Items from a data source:
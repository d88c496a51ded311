//! Serializable summary of a finished damage event.

use quarry_common::{EntityId, QuarryError, QuarryResult, SchemaVersion};
use serde::{Deserialize, Serialize};

use crate::event::{AppliedDamage, CauseTracked, PostDamageEvent, TargetEntity};
use crate::source::DamageType;
use crate::step::DamageStep;

/// One applied modifier in a report.
#[derive(Debug, Clone, PartialEq, Serialize, Deserialize)]
pub struct ModifierReport {
    /// Modifier type key
    pub modifier_type: String,
    /// Running damage before the modifier
    pub input: f64,
    /// Running damage after the modifier
    pub output: f64,
}

/// One captured step in a report.
#[derive(Debug, Clone, PartialEq, Serialize, Deserialize)]
pub struct StepReport {
    /// Step type key
    pub step: String,
    /// Damage entering the step
    pub damage_before: f64,
    /// Damage leaving the step
    pub damage_after: f64,
    /// Modifiers in application order
    pub modifiers: Vec<ModifierReport>,
}

impl From<&DamageStep> for StepReport {
    fn from(step: &DamageStep) -> Self {
        Self {
            step: step.step_type().key(),
            damage_before: step.damage_before(),
            damage_after: step.damage_after(),
            modifiers: step
                .modifiers()
                .iter()
                .map(|applied| ModifierReport {
                    modifier_type: applied.modifier.modifier_type().key(),
                    input: applied.input,
                    output: applied.output,
                })
                .collect(),
        }
    }
}

/// Summary of a resolved damage event.
#[derive(Debug, Clone, PartialEq, Serialize, Deserialize)]
pub struct DamageReport {
    /// Report format version
    pub schema_version: SchemaVersion,
    /// Event category name
    pub kind: String,
    /// Damaged entity
    pub target: EntityId,
    /// Damage type of the source
    pub damage_type: DamageType,
    /// Base damage the event was created with
    pub original_damage: f64,
    /// Base damage the reducer started from
    pub base_damage: f64,
    /// Damage the reducer produced
    pub reduced_damage: f64,
    /// Damage handed to the host
    pub final_damage: f64,
    /// Whether the damage killed the target
    pub fatal: bool,
    /// Captured steps
    pub steps: Vec<StepReport>,
}

impl DamageReport {
    /// Build a report from a resolved Post event and the damage it produced.
    #[must_use]
    pub fn new(event: &PostDamageEvent, applied: &AppliedDamage) -> Self {
        Self {
            schema_version: SchemaVersion::DAMAGE_REPORT,
            kind: event.kind().name().to_string(),
            target: event.target_id(),
            damage_type: event.source().damage_type().clone(),
            original_damage: event.original_damage(),
            base_damage: event.base_damage(),
            reduced_damage: event.reduced_damage(),
            final_damage: applied.amount,
            fatal: applied.fatal,
            steps: event.steps().iter().map(StepReport::from).collect(),
        }
    }

    /// Serialize to JSON.
    pub fn to_json(&self) -> QuarryResult<String> {
        serde_json::to_string(self).map_err(|e| QuarryError::Serialization(e.to_string()))
    }

    /// Parse a report, rejecting unreadable schema versions.
    pub fn from_json(text: &str) -> QuarryResult<Self> {
        let report: Self =
            serde_json::from_str(text).map_err(|e| QuarryError::Serialization(e.to_string()))?;
        if !SchemaVersion::DAMAGE_REPORT.can_read(&report.schema_version) {
            return Err(QuarryError::Serialization(format!(
                "Unsupported damage report version {}",
                report.schema_version
            )));
        }
        Ok(report)
    }
}

#[cfg(test)]
mod tests {
    use super::*;
    use crate::event::DamageCalculationEvent;
    use crate::modifier::{DamageFunction, DamageModifier, DamageModifierType};
    use crate::reducer::NegativeDamagePolicy;
    use crate::source::DamageSource;
    use crate::target::TargetSnapshot;

    fn resolved_event() -> (PostDamageEvent, AppliedDamage) {
        let target = TargetSnapshot::living(EntityId::new(), 4.0, 20.0);
        let functions = vec![DamageFunction::multiply(
            DamageModifier::of(DamageModifierType::Armor),
            0.5,
        )];
        let mut event =
            DamageCalculationEvent::damage(DamageSource::fire_tick(), target, 10.0, functions).unwrap();
        event.resolve().unwrap();
        let mut post = event.into_post().unwrap();
        let applied = post.resolve(NegativeDamagePolicy::ClampToZero).unwrap();
        (post, applied)
    }

    #[test]
    fn test_report_contents() {
        let (post, applied) = resolved_event();
        let report = DamageReport::new(&post, &applied);

        assert_eq!(report.kind, "damage");
        assert_eq!(report.damage_type, DamageType::Fire);
        assert_eq!(report.final_damage, 5.0);
        assert!(report.fatal);
        assert_eq!(report.steps.len(), 1);
        assert_eq!(report.steps[0].step, "quarry:armor");
        assert_eq!(report.steps[0].modifiers[0].modifier_type, "quarry:armor");
    }

    #[test]
    fn test_report_json() {
        let (post, applied) = resolved_event();
        let report = DamageReport::new(&post, &applied);

        let json = report.to_json().unwrap();
        assert!(json.contains("\"reduced_damage\":5.0"));
        assert_eq!(DamageReport::from_json(&json).unwrap(), report);
    }

    #[test]
    fn test_report_rejects_future_version() {
        let (post, applied) = resolved_event();
        let mut report = DamageReport::new(&post, &applied);
        report.schema_version = SchemaVersion::new(2, 0, 0);

        let json = report.to_json().unwrap();
        assert!(DamageReport::from_json(&json).is_err());
    }
}
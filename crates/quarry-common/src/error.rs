//! Error types for Quarry.

use thiserror::Error;

/// Top-level error type for Quarry operations.
#[derive(Debug, Error)]
pub enum QuarryError {
    /// Damage event misuse
    #[error("Event error: {0}")]
    Event(#[from] EventError),

    /// Configuration errors
    #[error("Config error: {0}")]
    Config(#[from] ConfigError),

    /// Serialization errors
    #[error("Serialization error: {0}")]
    Serialization(String),
}

/// Errors raised by damage events and their modifier registries.
///
/// These only signal programmer misuse; nothing in the event chain performs
/// I/O, so there is no transient failure to retry.
#[derive(Debug, Clone, PartialEq, Eq, Error)]
pub enum EventError {
    /// Operation is not valid in the event's current phase.
    #[error("`{operation}` is not allowed while the event is {phase}")]
    IllegalState {
        /// Operation that was attempted
        operation: &'static str,
        /// Phase the event was in
        phase: &'static str,
    },

    /// Lifecycle transition that the state machine does not allow.
    #[error("Invalid transition from {from} to {to}")]
    InvalidTransition {
        /// Current phase
        from: &'static str,
        /// Attempted phase
        to: &'static str,
    },

    /// Modifier is not part of the relevant modifier set.
    #[error("The provided damage modifier is not applicable: {0}")]
    ModifierNotApplicable(String),

    /// Modifier identity is already registered on this event.
    #[error("Cannot add a duplicate modifier: {0}")]
    DuplicateModifier(String),

    /// Key does not name an entry of a closed registry.
    #[error("Unknown {registry} key: {key}")]
    UnknownKey {
        /// Registry that was queried
        registry: &'static str,
        /// Key that failed to resolve
        key: String,
    },

    /// Builder was finished without a required field.
    #[error("{builder} requires `{field}` to be set")]
    MissingField {
        /// Builder type
        builder: &'static str,
        /// Missing field
        field: &'static str,
    },
}

impl EventError {
    /// Whether this error reports a wrong lifecycle phase.
    #[must_use]
    pub const fn is_illegal_state(&self) -> bool {
        matches!(
            self,
            Self::IllegalState { .. } | Self::InvalidTransition { .. } | Self::MissingField { .. }
        )
    }

    /// Whether this error reports a bad argument.
    #[must_use]
    pub const fn is_illegal_argument(&self) -> bool {
        !self.is_illegal_state()
    }
}

/// Configuration loading errors.
#[derive(Debug, Error)]
pub enum ConfigError {
    /// Config text could not be parsed
    #[error("Failed to parse config: {0}")]
    Parse(String),

    /// Config could not be serialized
    #[error("Failed to serialize config: {0}")]
    Serialize(String),

    /// IO errors
    #[error("IO error: {0}")]
    Io(#[from] std::io::Error),
}

/// Result type alias for Quarry operations.
pub type QuarryResult<T> = Result<T, QuarryError>;

/// Result type alias for damage event operations.
pub type EventResult<T> = Result<T, EventError>;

What you should do -> Lines holding the word "DamageStep" in the entries above are the ones to pull out. Copy them all.

Result of this exercise ->
use crate::step::DamageStep;
impl From<&DamageStep> for StepReport {
    fn from(step: &DamageStep) -> Self {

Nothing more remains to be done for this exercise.